Saisir le Conseil de manière informelle pour vérifier le caractère "notifiable" ou non d’une concentration : déclarer ou assumer 

"La loi dans sa version ancienne, et dans sa version future, ne le prévoit pas. Quand vous effectuez une opération, vous devez assumer votre responsabilité en disant que ce n’est pas soumis au Conseil. Dans ce cas, si ce dernier a un avis contraire, vous payez.

"Nous avons demandé aux cabinets [d’avocats] de nous envoyer au moins le descriptif de l’opération, et nous répondrons. Cette réponse peut consister à dire que le Conseil n’est pas compétent pour traiter l’opération. Il vaut mieux avoir cette réponse du Conseil.

"Avant, les gens nous reprochaient des risques de délais allongés, lourds et coûteux.
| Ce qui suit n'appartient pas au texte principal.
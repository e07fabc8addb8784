use super::matchers::{
    FUNCTION_MATCHERS, IMPORT_MATCHERS, VARIABLE_MATCHERS, extract_comment, first_match,
    is_import_line,
};
use strum_macros::Display;

/// Subject area suggested by keywords in the added lines.
///
/// Declaration order is the tie-break order when two topics score equally.
#[derive(Debug, Clone, Copy, PartialEq, Eq, Hash, Display)]
#[strum(serialize_all = "lowercase")]
pub enum Topic {
    Fix,
    Validation,
    Api,
    Security,
    Performance,
}

impl Topic {
    pub const ALL: [Self; 5] = [
        Self::Fix,
        Self::Validation,
        Self::Api,
        Self::Security,
        Self::Performance,
    ];

    /// Lower-case keywords that count towards this topic
    pub fn vocabulary(self) -> &'static [&'static str] {
        match self {
            Self::Fix => &["bug", "fix", "error", "crash", "issue", "problem"],
            Self::Validation => &["validate", "validation", "check", "verify", "sanitize"],
            Self::Api => &["endpoint", "route", "handler", "api", "request", "response"],
            Self::Security => &["auth", "security", "permission", "token", "encrypt"],
            Self::Performance => &["optimize", "performance", "cache", "speed", "efficient"],
        }
    }

    /// Lead-in used when composing a commit description
    pub fn message_prefix(self) -> &'static str {
        match self {
            Self::Fix => "fix",
            Self::Validation => "add validation for",
            Self::Api => "add API endpoint for",
            Self::Security => "improve security in",
            Self::Performance => "optimize",
        }
    }
}

/// Structural signals extracted from one file's unified diff
#[derive(Debug, Clone, Default, PartialEq, Eq)]
pub struct DiffInfo {
    pub lines_added: usize,
    pub lines_removed: usize,
    /// Declared names in first-seen order, without duplicates
    pub functions: Vec<String>,
    pub variables: Vec<String>,
    pub imports: Vec<String>,
    pub comments: Vec<String>,
    pub keywords: Vec<String>,
    pub has_tests: bool,
    pub has_docs: bool,
    pub dominant_context: Option<Topic>,
}

impl DiffInfo {
    pub fn has_keyword(&self, keyword: &str) -> bool {
        self.keywords.iter().any(|k| k == keyword)
    }

    pub fn total_changed(&self) -> usize {
        self.lines_added + self.lines_removed
    }
}

fn push_unique(list: &mut Vec<String>, value: String) {
    if !list.contains(&value) {
        list.push(value);
    }
}

/// Extract signals from unified diff text.
///
/// Only added lines are inspected; removed lines are counted. File headers
/// (`+++`/`---`) are ignored.
pub fn analyze(diff: &str) -> DiffInfo {
    let mut info = DiffInfo::default();
    let mut topic_counts = [0usize; Topic::ALL.len()];

    for line in diff.lines() {
        if let Some(added) = line.strip_prefix('+') {
            if added.starts_with("++") {
                continue;
            }
            info.lines_added += 1;
            inspect_added_line(&mut info, &mut topic_counts, added);
        } else if line.starts_with('-') && !line.starts_with("---") {
            info.lines_removed += 1;
        }
    }

    info.dominant_context = dominant_topic(&topic_counts);
    info
}

fn inspect_added_line(info: &mut DiffInfo, topic_counts: &mut [usize], raw: &str) {
    let code = raw.trim();

    if let Some(name) = first_match(&FUNCTION_MATCHERS, code) {
        push_unique(&mut info.functions, name);
    }
    if let Some(name) = first_match(&VARIABLE_MATCHERS, code) {
        push_unique(&mut info.variables, name);
    }
    if is_import_line(code)
        && let Some(name) = first_match(&IMPORT_MATCHERS, code)
    {
        push_unique(&mut info.imports, name);
    }
    if let Some(comment) = extract_comment(code) {
        info.comments.push(comment);
    }

    let lower = raw.to_lowercase();
    for (index, topic) in Topic::ALL.iter().enumerate() {
        for keyword in topic.vocabulary() {
            if lower.contains(keyword) {
                push_unique(&mut info.keywords, (*keyword).to_string());
                if let Some(count) = topic_counts.get_mut(index) {
                    *count += 1;
                }
            }
        }
    }

    if lower.contains("test") {
        info.has_tests = true;
    }
    if raw.contains("//") || raw.contains("/*") || raw.contains('#') {
        info.has_docs = true;
    }
}

/// Highest-scoring topic; the earliest declared wins a tie, and no hits means no topic
fn dominant_topic(counts: &[usize]) -> Option<Topic> {
    let mut best: Option<(Topic, usize)> = None;
    for (topic, &count) in Topic::ALL.iter().zip(counts) {
        if count > best.map_or(0, |(_, c)| c) {
            best = Some((*topic, count));
        }
    }
    best.map(|(topic, _)| topic)
}
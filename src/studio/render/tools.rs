//! Tools tab rendering: menu, undo, rebase planner, history and remote

use ratatui::Frame;
use ratatui::layout::{Constraint, Layout, Rect};
use ratatui::style::Style;
use ratatui::text::{Line, Span};
use ratatui::widgets::{ListItem, Paragraph, Wrap};

use super::{panel, render_empty, render_list};
use crate::git::ops::ResetMode;
use crate::git::{RebaseAction, RebaseCommit};
use crate::studio::components::render_text_input;
use crate::studio::state::{AppState, HistorySource, InputField, ToolMode, UndoEntry};
use crate::studio::theme;

pub fn render_tools(frame: &mut Frame, area: Rect, state: &AppState) {
    match state.tools.mode {
        ToolMode::Menu => render_menu(frame, area, state),
        ToolMode::Undo => render_undo(frame, area, state),
        ToolMode::Rebase => render_rebase(frame, area, state),
        ToolMode::History => render_history(frame, area, state),
        ToolMode::Remote => render_remote(frame, area, state),
    }
}

fn render_menu(frame: &mut Frame, area: Rect, state: &AppState) {
    let items = ToolMode::MENU
        .iter()
        .map(|mode| {
            ListItem::new(Line::from(vec![
                Span::styled(format!("{:<10}", mode.to_string()), theme::keyword()),
                Span::styled(mode.description(), theme::dimmed()),
            ]))
        })
        .collect();
    render_list(
        frame,
        area,
        "Tools",
        items,
        Some(state.tools.menu_selected),
        true,
    );
}

fn render_undo(frame: &mut Frame, area: Rect, state: &AppState) {
    let items = UndoEntry::ALL
        .iter()
        .map(|entry| {
            let style = match entry {
                UndoEntry::Reset(ResetMode::Hard) => theme::error(),
                _ => theme::author(),
            };
            ListItem::new(Span::styled(entry.label(), style))
        })
        .collect();
    render_list(
        frame,
        area,
        "Undo",
        items,
        Some(state.tools.undo_selected),
        true,
    );
}

fn action_style(action: RebaseAction) -> Style {
    match action {
        RebaseAction::Pick => theme::success(),
        RebaseAction::Reword => theme::keyword(),
        RebaseAction::Squash | RebaseAction::Fixup => theme::warning(),
        RebaseAction::Drop => theme::error(),
    }
}

fn rebase_item(commit: &RebaseCommit) -> ListItem<'static> {
    ListItem::new(Line::from(vec![
        Span::styled(format!("{:<7}", commit.action.to_string()), action_style(commit.action)),
        Span::styled(format!("{} ", commit.hash), theme::commit_hash()),
        Span::raw(commit.subject.clone()),
    ]))
}

fn render_rebase(frame: &mut Frame, area: Rect, state: &AppState) {
    let tools = &state.tools;
    let [input, plan] =
        Layout::vertical([Constraint::Length(3), Constraint::Min(3)]).areas(area);

    render_text_input(
        frame,
        input,
        &tools.rebase_count,
        "Commits to rebase",
        "Press Enter to choose how many commits",
        state.focus == Some(InputField::RebaseCount),
    );

    if tools.rebase_plan.is_empty() {
        render_empty(frame, plan, "Plan", "No commits loaded");
        return;
    }
    let items = tools.rebase_plan.iter().map(rebase_item).collect();
    render_list(
        frame,
        plan,
        "Plan (oldest first)",
        items,
        Some(tools.rebase_selected),
        state.focus.is_none(),
    );
}

fn render_history(frame: &mut Frame, area: Rect, state: &AppState) {
    let tools = &state.tools;
    let title = match tools.history_source {
        HistorySource::Log => "History",
        HistorySource::Reflog => "Reflog",
    };
    if tools.history.is_empty() {
        render_empty(frame, area, title, "Nothing to show");
        return;
    }

    let items = tools
        .history
        .iter()
        .map(|commit| {
            let mut spans = vec![
                Span::styled(format!("{} ", commit.hash), theme::commit_hash()),
                Span::raw(commit.subject.clone()),
            ];
            if !commit.author.is_empty() {
                spans.push(Span::styled(format!("  {}", commit.author), theme::author()));
            }
            spans.push(Span::styled(format!("  {}", commit.date), theme::timestamp()));
            ListItem::new(Line::from(spans))
        })
        .collect();
    render_list(
        frame,
        area,
        title,
        items,
        Some(tools.history_selected),
        true,
    );
}

fn render_remote(frame: &mut Frame, area: Rect, state: &AppState) {
    let mut lines = vec![Line::from(vec![
        Span::styled("Branch ", theme::dimmed()),
        Span::styled(state.branch_name().to_string(), theme::keyword()),
    ])];
    if let Some(repo) = &state.repo {
        lines.push(Line::from(Span::styled(
            format!("{} ahead, {} behind upstream", repo.ahead, repo.behind),
            theme::warning(),
        )));
    }
    if let Some(output) = &state.tools.last_push {
        lines.push(Line::from(""));
        lines.push(Line::from(Span::styled("Last push", theme::keyword())));
        lines.extend(
            output
                .lines()
                .map(|line| Line::from(Span::styled(line.to_string(), theme::dimmed()))),
        );
    }

    frame.render_widget(
        Paragraph::new(lines)
            .block(panel("Remote", true))
            .wrap(Wrap { trim: false }),
        area,
    );
}
//! Events flowing into the reducer and side effects flowing out of it
//!
//! Every side effect captures its inputs when it is issued and answers with
//! exactly one `StudioEvent`. Answers may arrive in any order.

use std::time::Instant;

use crossterm::event::KeyEvent;

use crate::commit::SuggestionSet;
use crate::conflict::{ConflictFile, ResolutionStrategy};
use crate::git::ops::{CommitOutcome, DeleteOutcome, PushOutcome, ResetMode, StagingChange};
use crate::git::{
    BranchComparison, BranchRecord, ChangeRecord, CommitRecord, RebaseCommit, RepoStatus,
};

// ═══════════════════════════════════════════════════════════════════════════════
// Events
// ═══════════════════════════════════════════════════════════════════════════════

#[derive(Debug, Clone, PartialEq, Eq)]
pub enum StudioEvent {
    // ─────────────────────────────────────────────────────────────────────────
    // Input
    // ─────────────────────────────────────────────────────────────────────────
    Key(KeyEvent),
    Tick(Instant),

    // ─────────────────────────────────────────────────────────────────────────
    // Snapshots
    // ─────────────────────────────────────────────────────────────────────────
    StatusLoaded(RepoStatus),
    ChangesLoaded(Vec<ChangeRecord>),
    SuggestionsLoaded(SuggestionSet),
    ConflictsLoaded(Vec<ConflictFile>),
    DiffLoaded { path: String, diff: String },
    RecentLoaded(Vec<CommitRecord>),
    BranchesLoaded(Vec<BranchRecord>),
    ComparisonLoaded(BranchComparison),
    HistoryLoaded(Vec<CommitRecord>),
    ReflogLoaded(Vec<CommitRecord>),
    RebasePlanLoaded(Vec<RebaseCommit>),

    // ─────────────────────────────────────────────────────────────────────────
    // Mutations
    // ─────────────────────────────────────────────────────────────────────────
    StagingToggled { path: String, change: StagingChange },
    AllStaged,
    /// Number of entries that were staged; zero means nothing was done
    AllUnstaged(usize),
    Committed(CommitOutcome),
    Amended(String),
    CheckedOut(String),
    BranchCreated(String),
    BranchDeleted { name: String, outcome: DeleteOutcome },
    ResetDone(ResetMode),
    RebaseFinished,
    Pushed(PushOutcome),
    Pulled(String),
    Fetched,
    ConflictResolved { path: String, strategy: ResolutionStrategy },
    MergeContinued,

    /// Any task that failed; `action` names what was attempted
    TaskFailed { action: String, error: String },
}

impl StudioEvent {
    /// Whether this event answers a previously issued side effect
    pub fn is_task_result(&self) -> bool {
        !matches!(self, Self::Key(_) | Self::Tick(_))
    }
}

// ═══════════════════════════════════════════════════════════════════════════════
// Side Effects
// ═══════════════════════════════════════════════════════════════════════════════

#[derive(Debug, Clone, PartialEq, Eq)]
pub enum SideEffect {
    LoadStatus,
    LoadChanges,
    LoadSuggestions {
        changes: Vec<ChangeRecord>,
        max_individual: usize,
    },
    LoadConflicts,
    LoadDiff(String),
    LoadRecent(usize),
    LoadBranches,
    CompareBranches(String),
    LoadHistory(usize),
    LoadReflog(usize),
    LoadRebasePlan(usize),

    ToggleStaging(String),
    StageAll,
    UnstageAll,
    Commit(String),
    Amend(String),
    Checkout(String),
    CreateBranch(String),
    DeleteBranch(String),
    Reset(ResetMode),
    ExecuteRebase(Vec<RebaseCommit>),
    Push,
    Pull,
    Fetch,
    ResolveConflict {
        path: String,
        strategy: ResolutionStrategy,
    },
    ContinueMerge,

    /// Leave the studio; handled by the app loop rather than a task
    Quit,
}

impl SideEffect {
    /// Label used in failure messages
    pub fn action(&self) -> &'static str {
        match self {
            Self::LoadStatus => "load status",
            Self::LoadChanges => "load changes",
            Self::LoadSuggestions { .. } => "generate suggestions",
            Self::LoadConflicts => "load conflicts",
            Self::LoadDiff(_) => "load diff",
            Self::LoadRecent(_) => "load recent commits",
            Self::LoadBranches => "load branches",
            Self::CompareBranches(_) => "compare branches",
            Self::LoadHistory(_) => "load history",
            Self::LoadReflog(_) => "load reflog",
            Self::LoadRebasePlan(_) => "load rebase plan",
            Self::ToggleStaging(_) => "toggle staging",
            Self::StageAll => "stage all",
            Self::UnstageAll => "unstage all",
            Self::Commit(_) => "commit",
            Self::Amend(_) => "amend",
            Self::Checkout(_) => "checkout",
            Self::CreateBranch(_) => "create branch",
            Self::DeleteBranch(_) => "delete branch",
            Self::Reset(_) => "reset",
            Self::ExecuteRebase(_) => "rebase",
            Self::Push => "push",
            Self::Pull => "pull",
            Self::Fetch => "fetch",
            Self::ResolveConflict { .. } => "resolve conflict",
            Self::ContinueMerge => "continue merge",
            Self::Quit => "quit",
        }
    }

    /// Reload status and the change list after anything that touches the index
    pub fn refresh() -> Vec<Self> {
        vec![Self::LoadStatus, Self::LoadChanges]
    }
}
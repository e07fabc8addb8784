//! Branch listing parsing

use once_cell::sync::Lazy;
use regex::Regex;

static AHEAD_RE: Lazy<Regex> =
    Lazy::new(|| Regex::new(r"ahead (\d+)").expect("Should compile: AHEAD_RE"));
static BEHIND_RE: Lazy<Regex> =
    Lazy::new(|| Regex::new(r"behind (\d+)").expect("Should compile: BEHIND_RE"));

/// One local branch from `git branch -vv`
#[derive(Debug, Clone, Default, PartialEq, Eq)]
pub struct BranchRecord {
    pub name: String,
    pub is_current: bool,
    /// Third column of the verbose listing: the upstream in brackets, or the subject
    pub upstream: Option<String>,
    pub ahead: usize,
    pub behind: usize,
}

/// Parse `git branch -vv` output.
///
/// A leading `*` marks the checked-out branch; ahead/behind counts are read
/// from the tracking annotation when present.
pub fn parse_branch_listing(output: &str) -> Vec<BranchRecord> {
    output
        .lines()
        .map(str::trim)
        .filter(|line| !line.is_empty())
        .filter_map(|line| {
            let (is_current, rest) = match line.strip_prefix('*') {
                Some(rest) => (true, rest.trim_start()),
                None => (false, line),
            };

            let fields: Vec<&str> = rest.split_whitespace().collect();
            let name = (*fields.first()?).to_string();

            Some(BranchRecord {
                name,
                is_current,
                upstream: fields.get(2).map(|s| (*s).to_string()),
                ahead: capture_count(&AHEAD_RE, rest),
                behind: capture_count(&BEHIND_RE, rest),
            })
        })
        .collect()
}

fn capture_count(re: &Regex, text: &str) -> usize {
    re.captures(text)
        .and_then(|caps| caps.get(1))
        .and_then(|m| m.as_str().parse().ok())
        .unwrap_or_default()
}

/// The branch to compare against: `main` when it exists, else `master`
pub fn comparison_target(branches: &[BranchRecord]) -> &'static str {
    let has = |name: &str| branches.iter().any(|b| b.name == name);
    if !has("main") && has("master") {
        "master"
    } else {
        "main"
    }
}

#[cfg(test)]
mod tests {
    use super::*;

    const LISTING: &str = "\
* feature/login 1a2b3c4 [origin/feature/login: ahead 2, behind 1] add login
  main          9f8e7d6 [origin/main] initial commit
  scratch       0000aaa wip
";

    #[test]
    fn test_parse_current_and_tracking() {
        let branches = parse_branch_listing(LISTING);
        assert_eq!(branches.len(), 3);

        let current = &branches[0];
        assert!(current.is_current);
        assert_eq!(current.name, "feature/login");
        assert_eq!(current.ahead, 2);
        assert_eq!(current.behind, 1);

        assert!(!branches[1].is_current);
        assert_eq!(branches[1].ahead, 0);
        assert_eq!(branches[2].name, "scratch");
    }

    #[test]
    fn test_comparison_target_prefers_main() {
        let branches = parse_branch_listing(LISTING);
        assert_eq!(comparison_target(&branches), "main");

        let legacy = parse_branch_listing("* master abc123 init\n");
        assert_eq!(comparison_target(&legacy), "master");
    }
}
//! Runs side effects as background tasks
//!
//! Each effect becomes one `tokio` task that sends exactly one `StudioEvent`
//! back over the app's channel. Tasks own clones of everything they touch.

use tokio::sync::mpsc;
use tracing::Instrument;

use super::events::{SideEffect, StudioEvent};
use crate::commit;
use crate::git::ops;
use crate::git::{GitError, SnapshotLoader};
use crate::{log_debug, log_error};

#[derive(Debug, Clone)]
pub struct Executor {
    loader: SnapshotLoader,
    tx: mpsc::UnboundedSender<StudioEvent>,
}

impl Executor {
    pub fn new(loader: SnapshotLoader, tx: mpsc::UnboundedSender<StudioEvent>) -> Self {
        Self { loader, tx }
    }

    /// Spawn a task for `effect`; `Quit` is the app loop's business and is ignored here
    pub fn spawn(&self, effect: SideEffect) {
        if effect == SideEffect::Quit {
            return;
        }

        let loader = self.loader.clone();
        let tx = self.tx.clone();
        let span = tracing::debug_span!("studio_task", action = effect.action());
        tokio::spawn(
            async move {
                let event = execute(&loader, effect).await;
                if tx.send(event).is_err() {
                    log_debug!("Studio closed before a task finished");
                }
            }
            .instrument(span),
        );
    }
}

/// Turn a task result into its event, reporting failures uniformly
fn settle<T>(
    action: &str,
    result: Result<T, GitError>,
    on_success: impl FnOnce(T) -> StudioEvent,
) -> StudioEvent {
    match result {
        Ok(value) => on_success(value),
        Err(e) => {
            log_error!("Task '{}' failed: {}", action, e);
            StudioEvent::TaskFailed {
                action: action.to_string(),
                error: e.to_string(),
            }
        }
    }
}

/// Perform one effect against the repository
pub async fn execute(loader: &SnapshotLoader, effect: SideEffect) -> StudioEvent {
    let action = effect.action();
    let runner = loader.runner();
    log_debug!("Executing {:?}", effect);

    match effect {
        SideEffect::LoadStatus => settle(action, loader.status().await, StudioEvent::StatusLoaded),
        SideEffect::LoadChanges => {
            settle(action, loader.changes().await, StudioEvent::ChangesLoaded)
        }
        SideEffect::LoadSuggestions {
            changes,
            max_individual,
        } => settle(
            action,
            commit::suggest(loader, &changes, max_individual).await,
            StudioEvent::SuggestionsLoaded,
        ),
        SideEffect::LoadConflicts => {
            settle(action, loader.conflicts().await, StudioEvent::ConflictsLoaded)
        }
        SideEffect::LoadDiff(path) => {
            let result = loader.file_diff(&path).await;
            settle(action, result, |diff| StudioEvent::DiffLoaded { path, diff })
        }
        SideEffect::LoadRecent(limit) => {
            settle(action, loader.history(limit).await, StudioEvent::RecentLoaded)
        }
        SideEffect::LoadBranches => {
            settle(action, loader.branches().await, StudioEvent::BranchesLoaded)
        }
        SideEffect::CompareBranches(target) => {
            StudioEvent::ComparisonLoaded(loader.comparison(&target).await)
        }
        SideEffect::LoadHistory(limit) => {
            settle(action, loader.history(limit).await, StudioEvent::HistoryLoaded)
        }
        SideEffect::LoadReflog(limit) => {
            settle(action, loader.reflog(limit).await, StudioEvent::ReflogLoaded)
        }
        SideEffect::LoadRebasePlan(count) => settle(
            action,
            loader.rebase_plan(count).await,
            StudioEvent::RebasePlanLoaded,
        ),

        SideEffect::ToggleStaging(path) => {
            let result = ops::toggle_staging(loader, &path).await;
            settle(action, result, |change| StudioEvent::StagingToggled { path, change })
        }
        SideEffect::StageAll => {
            settle(action, ops::stage_all(runner).await, |()| StudioEvent::AllStaged)
        }
        SideEffect::UnstageAll => {
            settle(action, ops::unstage_all(runner).await, StudioEvent::AllUnstaged)
        }
        SideEffect::Commit(message) => settle(
            action,
            ops::commit(loader, &message).await,
            StudioEvent::Committed,
        ),
        SideEffect::Amend(message) => {
            let result = ops::amend(runner, &message).await;
            settle(action, result, |()| StudioEvent::Amended(message))
        }
        SideEffect::Checkout(branch) => {
            let result = ops::checkout(runner, &branch).await;
            settle(action, result, |()| StudioEvent::CheckedOut(branch))
        }
        SideEffect::CreateBranch(branch) => {
            let result = ops::create_branch(runner, &branch).await;
            settle(action, result, |()| StudioEvent::BranchCreated(branch))
        }
        SideEffect::DeleteBranch(name) => {
            let result = ops::delete_branch(runner, &name).await;
            settle(action, result, |outcome| StudioEvent::BranchDeleted { name, outcome })
        }
        SideEffect::Reset(mode) => settle(action, ops::reset(runner, mode, 1).await, |()| {
            StudioEvent::ResetDone(mode)
        }),
        SideEffect::ExecuteRebase(plan) => settle(
            action,
            ops::execute_rebase(runner, &plan).await,
            |()| StudioEvent::RebaseFinished,
        ),
        SideEffect::Push => settle(action, ops::push(runner).await, StudioEvent::Pushed),
        SideEffect::Pull => settle(action, ops::pull(runner).await, StudioEvent::Pulled),
        SideEffect::Fetch => settle(action, ops::fetch(runner).await, |()| StudioEvent::Fetched),
        SideEffect::ResolveConflict { path, strategy } => {
            let result = ops::resolve_conflict(runner, &path, strategy).await;
            settle(action, result, |()| StudioEvent::ConflictResolved { path, strategy })
        }
        SideEffect::ContinueMerge => settle(
            action,
            ops::continue_merge(runner).await,
            |()| StudioEvent::MergeContinued,
        ),
        SideEffect::Quit => StudioEvent::TaskFailed {
            action: action.to_string(),
            error: "quit is not a task".to_string(),
        },
    }
}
"Pour ce dernier point, je voudrais rappeler que jusqu’à présent, ces procédures au Conseil ne sont pas payantes. Elles le seront [selon le projet de réforme], mais pas dans le cas où on nous envoie un dossier qui ne relève pas de la compétence du Conseil. Nous allons répondre mais il n’y aura pas de frais. Dans ce cas, comme nous n’avons ni émis une autorisation ni formulé un refus, il n’y a pas lieu de payer. Que les gens viennent nous consulter, si nous ne sommes pas compétents, cela ne leur coûtera rien.

"Quant au problème des délais, des gens avaient des appréhensions sur le temps nécessaire au Conseil pour répondre. Mais depuis pas mal de temps, nous avons donné très largement les gages sur la célérité de traitement des dossiers. Rappelons juste que nous ne sommes pas sur des opérations d’achat de tomates et de patates. En général, acheter une entreprise est un processus qui nécessite des mois (entre négociations, due diligence, etc.). Reprocher au Conseil d’y ajouter deux ou trois semaines, j’estime que c’est de la mauvaise foi.

"On a même ajouté une facilité : les opérateurs tenus par des délais de closing, qu’ils nous le disent. Nous essaierons de respecter ces délais dans la mesure du possible.

Rachat de Careem par Uber bloqué depuis 2019 au Maroc : une demande d’éclairage restée sans réponse

"On n’est pas cachotier sur ce dossier. C'est simplement qu'il n'y a pas eu de décision. Ce dossier est dans un statut incomplet. Quand c’est le cas, la loi permet d’arrêter l’instruction. Pourquoi ce dossier est incomplet ? Parce que nous avons formulé une demande à Uber et Careem sur leur statut juridique au Maroc, et sur le cadre dans lequel ils exercent leurs activités.

"Nous sommes dans une activité régulée, celle du transport de personnes. On ne peut pas se réveiller le matin, prendre une voiture, des passagers et se faire payer. Cela nécessite un agrément ou au moins une déclaration. Nous avons écrit aux deux sociétés pour demander sur la base de quel statut elles exercent au Maroc. Nous attendons toujours la réponse. Quand on l’aura, on continuera le dossier."